Alexandre menyatakan bahwa upaya Australia dalam program bantuan luar negeri di Asia Tenggara, termasuk memberikan pinjaman sebesar A$1,5 miliar kepada Indonesia pada tahun 2020 untuk membantu mengatasi dampak ekonomi pandemi, menunjukkan bahwa Australia mulai menunjukkan ambisi yang lebih besar di kawasan ini.
“Sejak pandemi, Australia menjadi salah satu negara yang merespons dengan cepat dalam memberikan bantuan. Meskipun Australia berperan sebagai pemain kelas menengah, mereka cukup responsif,” ujar Alexandre.
Selama periode 2015 hingga 2021, Indonesia menerima dana hibah sebesar $2,03 miliar dari Australia, menjadikannya sebagai pemberi dana hibah terbesar bagi Indonesia.
“Australia juga merupakan penyedia hibah terbesar ketiga di kawasan ini, setelah Amerika Serikat dan Jepang. Dalam konteks ini, dapat diperdebatkan bahwa pemberian hibah, bukan pinjaman, mencerminkan sejauh mana kedermawanan sebuah negara,” tambah Alexandre.
Namun, Alexandre juga mengatakan bahwa pemerintah federal Australia perlu mempertimbangkan pembentukan sebuah badan baru, mirip dengan Fasilitas Pembiayaan Infrastruktur Australia untuk Pasifik (AIFFP), yang akan memungkinkan Australia memberikan pinjaman lebih besar kepada pemerintah Asia Tenggara yang berkomitmen untuk membangun infrastruktur mereka.
“Jika kita ingin memiliki ambisi yang lebih besar dalam membantu kawasan ini, kita perlu memikirkan cara untuk memperluas cara kita dalam membiayai pembangunan di Asia Tenggara,” katanya kepada ABC.
Meskipun banyak negara di Asia Tenggara telah mengalami pertumbuhan ekonomi yang kuat dalam beberapa dekade terakhir, didorong oleh investasi swasta, investasi asing, dan aliran remitansi, Alexandre mengatakan bahwa peta bantuan ini menunjukkan betapa pentingnya pembiayaan pembangunan.
“Bagi banyak orang, mungkin mereka berpikir bahwa wilayah ini sudah melampaui kebutuhan bantuan.
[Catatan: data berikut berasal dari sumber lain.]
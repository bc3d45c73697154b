//! Input blob sources.
//!
//! Sections are built from named blobs. A [`BlobSource`] reports the size of a blob and copies its content into
//! a caller-provided buffer, which lets the aggregator measure all inputs before reading any of them.
//!
//! ## License
//!
//! Copyright (c) Microsoft Corporation.
//!
//! SPDX-License-Identifier: Apache-2.0
//!
use alloc::{collections::BTreeMap, string::String, vec::Vec};

#[cfg(any(test, feature = "mockall"))]
use mockall::automock;

use crate::SectionError;

/// Provides the content of named input blobs.
#[cfg_attr(any(test, feature = "mockall"), automock)]
pub trait BlobSource {
    /// Size of the blob `name` in bytes.
    ///
    /// # Returns
    /// - `Err(SectionError::NotFound)` if the blob does not exist
    /// - `Err(SectionError::IoError)` if the size cannot be determined
    fn blob_size(&self, name: &str) -> Result<usize, SectionError>;

    /// Copy the content of blob `name` into `destination`, which is exactly [`blob_size`](Self::blob_size) bytes.
    fn read_blob(&self, name: &str, destination: &mut [u8]) -> Result<(), SectionError>;
}

/// Blob source backed by in-memory buffers.
#[derive(Debug, Default, Clone)]
pub struct MemoryBlobSource {
    blobs: BTreeMap<String, Vec<u8>>,
}

impl MemoryBlobSource {
    /// Creates an empty source.
    pub fn new() -> Self {
        Self::default()
    }

    /// Adds (or replaces) the blob `name`.
    pub fn with_blob(mut self, name: &str, data: &[u8]) -> Self {
        self.insert(name, data);
        self
    }

    /// Adds (or replaces) the blob `name`.
    pub fn insert(&mut self, name: &str, data: &[u8]) {
        self.blobs.insert(String::from(name), data.to_vec());
    }
}

impl BlobSource for MemoryBlobSource {
    fn blob_size(&self, name: &str) -> Result<usize, SectionError> {
        self.blobs.get(name).map(Vec::len).ok_or_else(|| {
            log::error!("Error opening file {name}");
            SectionError::NotFound
        })
    }

    fn read_blob(&self, name: &str, destination: &mut [u8]) -> Result<(), SectionError> {
        let blob = self.blobs.get(name).ok_or(SectionError::NotFound)?;
        if blob.len() != destination.len() {
            Err(SectionError::InvalidArgument)?;
        }
        destination.copy_from_slice(blob);
        Ok(())
    }
}

#[cfg(feature = "std")]
pub use file::FileBlobSource;

#[cfg(feature = "std")]
mod file {
    use std::{
        fs::{self, File},
        io::{self, Read},
    };

    use super::BlobSource;
    use crate::SectionError;

    /// Blob source reading files; blob names are file paths.
    #[derive(Debug, Default, Clone, Copy)]
    pub struct FileBlobSource;

    fn map_io_error(name: &str, error: io::Error) -> SectionError {
        log::error!("Error opening file {name}: {error}");
        match error.kind() {
            io::ErrorKind::NotFound => SectionError::NotFound,
            _ => SectionError::IoError,
        }
    }

    impl BlobSource for FileBlobSource {
        fn blob_size(&self, name: &str) -> Result<usize, SectionError> {
            let metadata = fs::metadata(name).map_err(|err| map_io_error(name, err))?;
            if !metadata.is_file() {
                log::error!("Error opening file {name}: not a regular file");
                Err(SectionError::IoError)?;
            }
            usize::try_from(metadata.len()).map_err(|_| SectionError::OutOfResources)
        }

        fn read_blob(&self, name: &str, destination: &mut [u8]) -> Result<(), SectionError> {
            let mut file = File::open(name).map_err(|err| map_io_error(name, err))?;
            file.read_exact(destination).map_err(|err| {
                log::error!("Error reading file {name}: {err}");
                SectionError::IoError
            })
        }
    }

}
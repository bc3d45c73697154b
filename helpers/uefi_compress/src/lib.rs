//! Implementation of the UEFI standard compression algorithm (EFI 1.1 compression).
//!
//! The format is an LZ77 stream whose literals, match lengths and match positions are Huffman coded in
//! blocks. A compressed image starts with two little-endian `u32` values, the compressed payload size and the
//! original size, followed by the payload bitstream (most significant bit first) and [`TRAILING_ZEROS`] zero
//! bytes. Images are decoded by the standard UEFI decompressor.
//!
//! ## Example
//!
//! ```
//! use uefi_decompress::{decompress_into_with_algo, DecompressionAlgorithm};
//!
//! let data = b"firmware firmware firmware firmware";
//! let image = uefi_compress::compress(data).unwrap();
//!
//! let mut decompressed = vec![0u8; data.len()];
//! decompress_into_with_algo(&image, &mut decompressed, DecompressionAlgorithm::UefiDecompress).unwrap();
//! assert_eq!(decompressed, data);
//! ```
//!
//! ## License
//!
//! Copyright (c) Microsoft Corporation.
//!
//! SPDX-License-Identifier: Apache-2.0
//!
#![cfg_attr(not(test), no_std)]

extern crate alloc;

mod bits;
mod compress;
mod err;
mod huffman;

pub use compress::{compress, compress_into};
pub use err::CompressError;

/// Size of the image header: compressed size followed by original size.
pub const HEADER_SIZE: usize = 8;

/// Zero bytes following the bitstream, counted in the compressed size.
///
/// Decoders peek up to 16 bits from the start of each code, so the last code must be followed by at least two
/// bytes of image.
pub const TRAILING_ZEROS: usize = 4;

// Minimum match length is THRESHOLD; shorter repeats are emitted as literals.
const THRESHOLD: usize = 3;
const MAX_MATCH: usize = 256;
const WINDOW_BITS: u32 = 13;
const WINDOW_SIZE: usize = 1 << WINDOW_BITS;

// Literal/length alphabet: 256 literals followed by match lengths THRESHOLD..=MAX_MATCH.
const NC: usize = u8::MAX as usize + MAX_MATCH + 2 - THRESHOLD;
const CBIT: u8 = 9;
// Position alphabet: bit length of (distance - 1).
const NP: usize = WINDOW_BITS as usize + 1;
const PBIT: u8 = 4;
// Code-length alphabet used to transmit the literal/length code lengths.
const NT: usize = 16 + 3;
const TBIT: u8 = 5;

const MAX_CODE_LENGTH: u8 = 16;
//! GUID-defined encapsulation sections.
//!
//! Without a vendor GUID (or with the CRC32 or all-zero GUID) the section is a CRC32 section: the aggregated
//! payload is preceded by its CRC32 and the attributes are forced to `AUTH_STATUS_VALID`. Any other vendor GUID
//! produces a generic GUID-defined section carrying the caller's attributes.
//!
//! ## License
//!
//! Copyright (c) Microsoft Corporation.
//!
//! SPDX-License-Identifier: Apache-2.0
//!
use gensec_pi::{
    guid::{self, GuidDisplay},
    header::{CommonHeader, Crc32GuidDefined, GuidDefined, SectionHeader, MAX_SECTION_SIZE},
    section::{GuidedSectionAttributes, Type},
};
use r_efi::efi;

use crate::{aggregate::read_section_contents, sink::SectionSink, source::BlobSource, SectionError};

/// The vendor GUID to place in the header, or `None` when the section is a CRC32 section.
fn generic_vendor_guid(vendor_guid: Option<efi::Guid>) -> Option<efi::Guid> {
    vendor_guid.filter(|vendor_guid| *vendor_guid != guid::CRC32_SECTION && !guid::is_zero(vendor_guid))
}

fn check_size(total: usize) -> Result<(), SectionError> {
    if total >= MAX_SECTION_SIZE {
        log::error!("Invalid parameter: the size of GUID-defined section {total:#x} exceeds the maximum");
        Err(SectionError::SizeLimitExceeded(total))?;
    }
    Ok(())
}

/// Aggregates `inputs` and writes them as a GUID-defined section to `sink`, returning the size of the section.
pub fn encode_guid_defined(
    source: &dyn BlobSource,
    inputs: &[&str],
    vendor_guid: Option<efi::Guid>,
    attributes: GuidedSectionAttributes,
    sink: &mut dyn SectionSink,
) -> Result<usize, SectionError> {
    let contents = read_section_contents(source, inputs)?;

    let total = match generic_vendor_guid(vendor_guid) {
        None => {
            let total = Crc32GuidDefined::SIZE + contents.len();
            check_size(total)?;
            let crc32 = crc32fast::hash(&contents);
            log::debug!("the CRC32 of the section content is {crc32:#010x}");
            let header = Crc32GuidDefined::new(contents.len(), crc32)?;
            sink.write(&header.serialize()?)?;
            total
        }
        Some(vendor_guid) => {
            let total = GuidDefined::SIZE + contents.len();
            check_size(total)?;
            log::debug!("the vendor GUID is {}", GuidDisplay(&vendor_guid));
            let header = GuidDefined {
                common: CommonHeader::new(Type::GuidDefined, total)?,
                section_definition_guid: vendor_guid,
                data_offset: GuidDefined::SIZE as u16,
                attributes,
            };
            sink.write(&header.serialize()?)?;
            total
        }
    };
    sink.write(&contents)?;
    log::info!("the size of the created section file is {total} bytes");
    Ok(total)
}
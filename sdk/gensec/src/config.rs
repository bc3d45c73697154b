//! User-facing section options and their validation.
//!
//! [`SectionConfig`] collects options as a user supplies them (section type, compression, vendor GUID,
//! attributes, name, build number and inputs) and [`SectionConfig::to_request`] turns them into a validated
//! [`SectionRequest`], applying the defaults of the command line tool:
//!
//! - no section type means `EFI_SECTION_ALL`
//! - compression sections default to `PI_STD`
//! - GUID-defined sections without attributes get `PROCESSING_REQUIRED`
//!
//! The `parse_*` helpers convert option strings and are usable directly as `clap` value parsers.
//!
//! ## License
//!
//! Copyright (c) Microsoft Corporation.
//!
//! SPDX-License-Identifier: Apache-2.0
//!
use alloc::{string::String, vec::Vec};

use gensec_pi::{
    guid::{self, GuidDisplay},
    section::{CompressionType, GuidedSectionAttributes, Type},
};
use r_efi::efi;

use crate::{SectionError, SectionRequest};

/// Largest accepted build number of a version section.
pub const MAX_BUILD_NUMBER: i64 = 9999;

/// Options describing one section.
#[derive(Debug, Clone, PartialEq, Eq)]
pub struct SectionConfig {
    /// Section type to generate
    pub section_type: Type,
    /// Compression of a compression section
    pub compression_type: CompressionType,
    /// Vendor GUID of a GUID-defined section
    pub vendor_guid: Option<efi::Guid>,
    /// Attributes of a GUID-defined section; empty means `PROCESSING_REQUIRED`
    pub attributes: GuidedSectionAttributes,
    /// Version string or user interface name
    pub name: Option<String>,
    /// Build number of a version section
    pub build_number: i64,
    /// Input blob names, in order
    pub inputs: Vec<String>,
}

impl Default for SectionConfig {
    fn default() -> Self {
        Self {
            section_type: Type::All,
            compression_type: CompressionType::StandardCompression,
            vendor_guid: None,
            attributes: GuidedSectionAttributes::empty(),
            name: None,
            build_number: 0,
            inputs: Vec::new(),
        }
    }
}

impl SectionConfig {
    /// The inputs as string slices, as taken by [`SectionGenerator::generate`](crate::SectionGenerator::generate).
    pub fn input_names(&self) -> Vec<&str> {
        self.inputs.iter().map(String::as_str).collect()
    }

    /// Validate the options and build the request they describe.
    pub fn to_request(&self) -> Result<SectionRequest, SectionError> {
        log::info!("Section type is {}", self.section_type);
        for (index, input) in self.inputs.iter().enumerate() {
            log::info!("the {index}th input file name is {input}");
        }

        match self.section_type {
            Type::Version => {
                if !(0..=MAX_BUILD_NUMBER).contains(&self.build_number) {
                    log::error!("Invalid option value: {} is not in 0~{MAX_BUILD_NUMBER}", self.build_number);
                    Err(SectionError::InvalidArgument)?;
                }
                log::info!("Version section number is {}", self.build_number);
                let build_number = u16::try_from(self.build_number).map_err(|_| SectionError::InvalidArgument)?;
                return Ok(SectionRequest::Version { build_number, name: self.name.clone().unwrap_or_default() });
            }
            Type::UserInterface => {
                let name = self.name.clone().filter(|name| !name.is_empty()).ok_or_else(|| {
                    log::error!("Missing option: user interface string");
                    SectionError::InvalidArgument
                })?;
                log::info!("UI section string name is {name}");
                return Ok(SectionRequest::UserInterface { name });
            }
            _ => {}
        }

        if self.inputs.is_empty() {
            log::error!("Missing options: input files");
            Err(SectionError::InputMissing)?;
        }

        Ok(match self.section_type {
            Type::All => SectionRequest::All,
            Type::Compression => {
                log::info!("Compress method is {}", self.compression_type);
                SectionRequest::Compression(self.compression_type)
            }
            Type::GuidDefined => {
                let attributes = if self.attributes.is_empty() {
                    GuidedSectionAttributes::PROCESSING_REQUIRED
                } else {
                    self.attributes
                };
                if let Some(vendor_guid) = &self.vendor_guid {
                    log::info!("Vendor Guid is {}", GuidDisplay(vendor_guid));
                }
                for (name, _) in attributes.iter_names() {
                    log::info!("Guid Attribute is {name}");
                }
                SectionRequest::GuidDefined { vendor_guid: self.vendor_guid, attributes }
            }
            leaf => SectionRequest::Leaf(leaf),
        })
    }
}

/// Parse a section type name such as `EFI_SECTION_RAW`, ignoring case.
pub fn parse_section_type(name: &str) -> Result<Type, SectionError> {
    Type::from_name(name).ok_or_else(|| {
        log::error!("Invalid option value: SectionType = {name}");
        SectionError::InvalidArgument
    })
}

/// Parse a compression type name (`PI_NONE` or `PI_STD`), ignoring case.
pub fn parse_compression_type(name: &str) -> Result<CompressionType, SectionError> {
    CompressionType::from_name(name).ok_or_else(|| {
        log::error!("Invalid option value: --compress = {name}");
        SectionError::UnsupportedSubtype
    })
}

/// Parse a GUID-defined attribute name (`PROCESSING_REQUIRED` or `AUTH_STATUS_VALID`), ignoring case.
pub fn parse_attribute(name: &str) -> Result<GuidedSectionAttributes, SectionError> {
    GuidedSectionAttributes::from_name_ignore_case(name).ok_or_else(|| {
        log::error!("Invalid option value: --attributes = {name}");
        SectionError::UnsupportedSubtype
    })
}

/// Parse a vendor GUID in registry format.
pub fn parse_vendor_guid(text: &str) -> Result<efi::Guid, SectionError> {
    guid::parse_guid(text).map_err(|err| {
        log::error!("Invalid option value: --vendor = {text}: {err}");
        SectionError::InvalidArgument
    })
}
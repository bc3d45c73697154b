//! Section requests and the generator that dispatches them to the encoders.
//!
//! ## License
//!
//! Copyright (c) Microsoft Corporation.
//!
//! SPDX-License-Identifier: Apache-2.0
//!
use alloc::string::String;

use gensec_pi::section::{CompressionType, GuidedSectionAttributes, Type};
use r_efi::efi;

use crate::{
    aggregate, compress::Compress, compression, guid_defined, leaf, sink::SectionSink, source::BlobSource, string,
    SectionError,
};

/// A fully validated description of the section to generate.
#[derive(Debug, Clone, PartialEq, Eq)]
pub enum SectionRequest {
    /// Aggregate the inputs without a section header.
    All,
    /// Wrap a single input in a leaf section of the given type.
    Leaf(Type),
    /// Wrap the aggregated inputs in a compression section.
    Compression(CompressionType),
    /// Wrap the aggregated inputs in a GUID-defined section.
    GuidDefined {
        /// Section definition GUID; `None` (or the CRC32/all-zero GUID) selects a CRC32 section.
        vendor_guid: Option<efi::Guid>,
        /// Attributes of a generic GUID-defined section. Ignored for CRC32 sections.
        attributes: GuidedSectionAttributes,
    },
    /// Emit a version section. Takes no inputs.
    Version {
        /// Build number
        build_number: u16,
        /// Version string
        name: String,
    },
    /// Emit a user interface section. Takes no inputs.
    UserInterface {
        /// File name
        name: String,
    },
}

impl SectionRequest {
    /// Section type produced by this request.
    pub fn section_type(&self) -> Type {
        match self {
            SectionRequest::All => Type::All,
            SectionRequest::Leaf(section_type) => *section_type,
            SectionRequest::Compression(_) => Type::Compression,
            SectionRequest::GuidDefined { .. } => Type::GuidDefined,
            SectionRequest::Version { .. } => Type::Version,
            SectionRequest::UserInterface { .. } => Type::UserInterface,
        }
    }
}

/// Generates sections from a blob source, one section per [`generate`](SectionGenerator::generate) call.
pub struct SectionGenerator<'a> {
    source: &'a dyn BlobSource,
    compressor: Option<&'a dyn Compress>,
}

impl<'a> SectionGenerator<'a> {
    /// Creates a generator reading inputs from `source`. Without a compressor, standard compression is unsupported.
    pub fn new(source: &'a dyn BlobSource) -> Self {
        Self { source, compressor: None }
    }

    /// Use `compressor` for standard compression sections.
    pub fn with_compressor(mut self, compressor: &'a dyn Compress) -> Self {
        self.compressor = Some(compressor);
        self
    }

    /// Generates the section described by `request` from `inputs` and writes it to `sink`.
    ///
    /// Returns the number of bytes written. On error, bytes already written to `sink` are not rolled back.
    pub fn generate(
        &self,
        request: &SectionRequest,
        inputs: &[&str],
        sink: &mut dyn SectionSink,
    ) -> Result<usize, SectionError> {
        log::debug!("Section type is {}", request.section_type());
        match request {
            SectionRequest::All => aggregate::encode_all(self.source, inputs, sink),
            SectionRequest::Leaf(section_type) => leaf::encode_leaf(self.source, inputs, *section_type, sink),
            SectionRequest::Compression(compression_type) => {
                compression::encode_compression(self.source, inputs, *compression_type, self.compressor, sink)
            }
            SectionRequest::GuidDefined { vendor_guid, attributes } => {
                guid_defined::encode_guid_defined(self.source, inputs, *vendor_guid, *attributes, sink)
            }
            SectionRequest::Version { build_number, name } => string::encode_version(*build_number, name, sink),
            SectionRequest::UserInterface { name } => string::encode_user_interface(name, sink),
        }
    }
}

#[cfg(test)]
mod tests {
    use super::*;
    use crate::{compress::MockCompress, source::MemoryBlobSource};
    use gensec_pi::header::{CommonHeader, SectionHeader};

    fn source() -> MemoryBlobSource {
        MemoryBlobSource::new().with_blob("pe", &[0x4D, 0x5A, 0x00, 0x00, 0x01]).with_blob("raw", &[0xAB; 3])
    }

    #[test]
    fn dispatches_each_request() {
        let source = source();
        let generator = SectionGenerator::new(&source);

        let cases = [
            (SectionRequest::All, alloc::vec!["pe", "raw"], 11),
            (SectionRequest::Leaf(Type::Pe32), alloc::vec!["pe"], 9),
            (SectionRequest::Compression(CompressionType::NotCompressed), alloc::vec!["raw"], 12),
            (
                SectionRequest::GuidDefined { vendor_guid: None, attributes: GuidedSectionAttributes::empty() },
                alloc::vec!["raw"],
                31,
            ),
            (SectionRequest::Version { build_number: 1, name: String::from("A") }, alloc::vec![], 10),
            (SectionRequest::UserInterface { name: String::from("A") }, alloc::vec![], 8),
        ];
        for (request, inputs, expected_size) in cases {
            let mut sink = Vec::new();
            assert_eq!(generator.generate(&request, &inputs, &mut sink), Ok(expected_size), "{request:?}");
            assert_eq!(sink.len(), expected_size);
            if request != SectionRequest::All {
                let (header, _) = CommonHeader::parse(&sink).unwrap();
                assert_eq!(header.section_type, request.section_type());
            }
        }
    }

    #[test]
    fn leaf_request_for_non_leaf_type_is_invalid() {
        let source = source();
        let generator = SectionGenerator::new(&source);
        let mut sink = Vec::new();
        assert_eq!(
            generator.generate(&SectionRequest::Leaf(Type::GuidDefined), &["raw"], &mut sink),
            Err(SectionError::InvalidArgument)
        );
    }

    #[test]
    fn standard_compression_uses_the_configured_compressor() {
        let source = source();
        let mut compressor = MockCompress::new();
        compressor.expect_compress().times(2).returning(|_: &[u8], destination: &mut [u8]| {
            if destination.is_empty() {
                return Err(SectionError::BufferTooSmall(1));
            }
            destination[0] = 0x5A;
            Ok(1)
        });

        let mut sink = Vec::new();
        let request = SectionRequest::Compression(CompressionType::StandardCompression);
        assert_eq!(
            SectionGenerator::new(&source).generate(&request, &["raw"], &mut sink),
            Err(SectionError::UnsupportedSubtype)
        );
        let generator = SectionGenerator::new(&source).with_compressor(&compressor);
        assert_eq!(generator.generate(&request, &["raw"], &mut sink), Ok(10));
        assert_eq!(sink, [0x0A, 0x00, 0x00, 0x01, 0x03, 0x00, 0x00, 0x00, 0x01, 0x5A]);
    }

    #[test]
    fn request_section_types() {
        assert_eq!(SectionRequest::All.section_type(), Type::All);
        assert_eq!(SectionRequest::Leaf(Type::Raw).section_type(), Type::Raw);
        let guid_defined =
            SectionRequest::GuidDefined { vendor_guid: None, attributes: GuidedSectionAttributes::empty() };
        assert_eq!(guid_defined.section_type(), Type::GuidDefined);
    }
}
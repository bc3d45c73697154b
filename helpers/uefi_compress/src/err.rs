//! Error types for compression.
//!
//! ## License
//!
//! Copyright (c) Microsoft Corporation.
//!
//! SPDX-License-Identifier: Apache-2.0
//!
use core::fmt;

/// Errors reported by [`compress`](crate::compress) and [`compress_into`](crate::compress_into).
#[derive(Debug, Clone, Copy, PartialEq, Eq)]
pub enum CompressError {
    /// The destination cannot hold the compressed image; `required` bytes are needed.
    BufferTooSmall {
        /// Size of the complete compressed image.
        required: usize,
    },
    /// The input is too large for the 32-bit size fields of the image header.
    InputTooLarge(usize),
}

impl fmt::Display for CompressError {
    fn fmt(&self, f: &mut fmt::Formatter<'_>) -> fmt::Result {
        match self {
            CompressError::BufferTooSmall { required } => {
                write!(f, "destination buffer too small, {required} bytes required")
            }
            CompressError::InputTooLarge(size) => write!(f, "input of {size} bytes is too large to compress"),
        }
    }
}

impl core::error::Error for CompressError {}
//! Leaf sections: a single input blob behind a common section header.
//!
//! ## License
//!
//! Copyright (c) Microsoft Corporation.
//!
//! SPDX-License-Identifier: Apache-2.0
//!
use gensec_pi::{
    header::{CommonHeader, SectionHeader, MAX_SECTION_SIZE},
    section::Type,
};

use crate::{aggregate::read_section_contents, sink::SectionSink, source::BlobSource, SectionError};

/// Wraps the single blob in `inputs` in a `section_type` section and writes it to `sink`.
///
/// Returns the size of the section. Leaf sections take exactly one input; `section_type` must be one of the
/// types whose payload is an opaque blob (not an encapsulation, version, user interface or `EFI_SECTION_ALL`).
pub fn encode_leaf(
    source: &dyn BlobSource,
    inputs: &[&str],
    section_type: Type,
    sink: &mut dyn SectionSink,
) -> Result<usize, SectionError> {
    if !section_type.is_common_leaf() {
        log::error!("Invalid parameter: {section_type} is not a leaf section type");
        Err(SectionError::InvalidArgument)?;
    }
    if inputs.len() != 1 {
        log::error!("Invalid parameter: only one input file is allowed for a leaf section, {} given", inputs.len());
        Err(SectionError::InvalidArgument)?;
    }

    let contents = read_section_contents(source, inputs)?;
    let total = CommonHeader::SIZE + contents.len();
    if total >= MAX_SECTION_SIZE {
        log::error!("Invalid parameter: the size of {section_type} section {total:#x} exceeds the maximum");
        Err(SectionError::SizeLimitExceeded(total))?;
    }

    let header = CommonHeader::new(section_type, total)?;
    sink.write(&header.serialize()?)?;
    sink.write(&contents)?;
    log::info!("the size of the created section file is {total} bytes");
    Ok(total)
}
//! Error types for the section definitions and header codec.
//!
//! ## License
//!
//! Copyright (c) Microsoft Corporation.
//!
//! SPDX-License-Identifier: Apache-2.0
//!
use core::fmt;

use r_efi::efi;

/// Errors produced while building or parsing section headers.
#[derive(Debug, Clone, Copy, PartialEq, Eq)]
pub enum HeaderError {
    /// A size does not fit in the 24-bit size field of the common section header.
    SizeOutOfRange(u32),
    /// The section type is reserved or unknown.
    InvalidSectionType(u8),
    /// The compression type is neither `NOT_COMPRESSED` nor `STANDARD_COMPRESSION`.
    InvalidCompressionType(u8),
    /// The buffer is too short for the header or for the size recorded in it.
    Truncated,
    /// A header field is inconsistent with the rest of the header.
    InvalidHeader,
    /// A GUID string is malformed.
    InvalidGuid,
}

impl fmt::Display for HeaderError {
    fn fmt(&self, f: &mut fmt::Formatter<'_>) -> fmt::Result {
        match self {
            HeaderError::SizeOutOfRange(size) => write!(f, "size {size:#x} does not fit in a 24-bit section size"),
            HeaderError::InvalidSectionType(value) => write!(f, "invalid section type {value:#04x}"),
            HeaderError::InvalidCompressionType(value) => write!(f, "invalid compression type {value:#04x}"),
            HeaderError::Truncated => write!(f, "section buffer is truncated"),
            HeaderError::InvalidHeader => write!(f, "section header is malformed"),
            HeaderError::InvalidGuid => write!(f, "GUID must be formatted as 00000000-0000-0000-0000-000000000000"),
        }
    }
}

impl core::error::Error for HeaderError {}

impl From<scroll::Error> for HeaderError {
    fn from(value: scroll::Error) -> Self {
        match value {
            scroll::Error::TooBig { .. } | scroll::Error::BadOffset(_) => HeaderError::Truncated,
            _ => HeaderError::InvalidHeader,
        }
    }
}

impl From<HeaderError> for efi::Status {
    fn from(value: HeaderError) -> Self {
        match value {
            HeaderError::SizeOutOfRange(_) => efi::Status::BAD_BUFFER_SIZE,
            HeaderError::InvalidSectionType(_) | HeaderError::InvalidGuid => efi::Status::INVALID_PARAMETER,
            HeaderError::InvalidCompressionType(_) => efi::Status::UNSUPPORTED,
            HeaderError::Truncated | HeaderError::InvalidHeader => efi::Status::VOLUME_CORRUPTED,
        }
    }
}
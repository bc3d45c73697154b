//! Firmware file section definitions as described in the UEFI Platform Initialization Specification.
//!
//! This crate provides the section type, compression type and GUID-defined attribute enumerations
//! used by firmware file sections, the well-known section GUIDs, and a little-endian codec for the
//! section header layouts.
//!
//! ## License
//!
//! Copyright (c) Microsoft Corporation.
//!
//! SPDX-License-Identifier: Apache-2.0
//!
#![cfg_attr(not(test), no_std)]

extern crate alloc;

pub mod err;
pub mod guid;
pub mod header;
pub mod section;

pub use err::HeaderError;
Namun, pada kenyataannya, ketika melihat bagaimana dana swasta diarahkan, seringkali prioritas seperti kesehatan, pendidikan, dan infrastruktur tidak mendapatkan perhatian yang cukup,” katanya.
“Karena itu, bantuan dan pembiayaan pembangunan tetap menjadi sangat penting bagi kawasan ini.”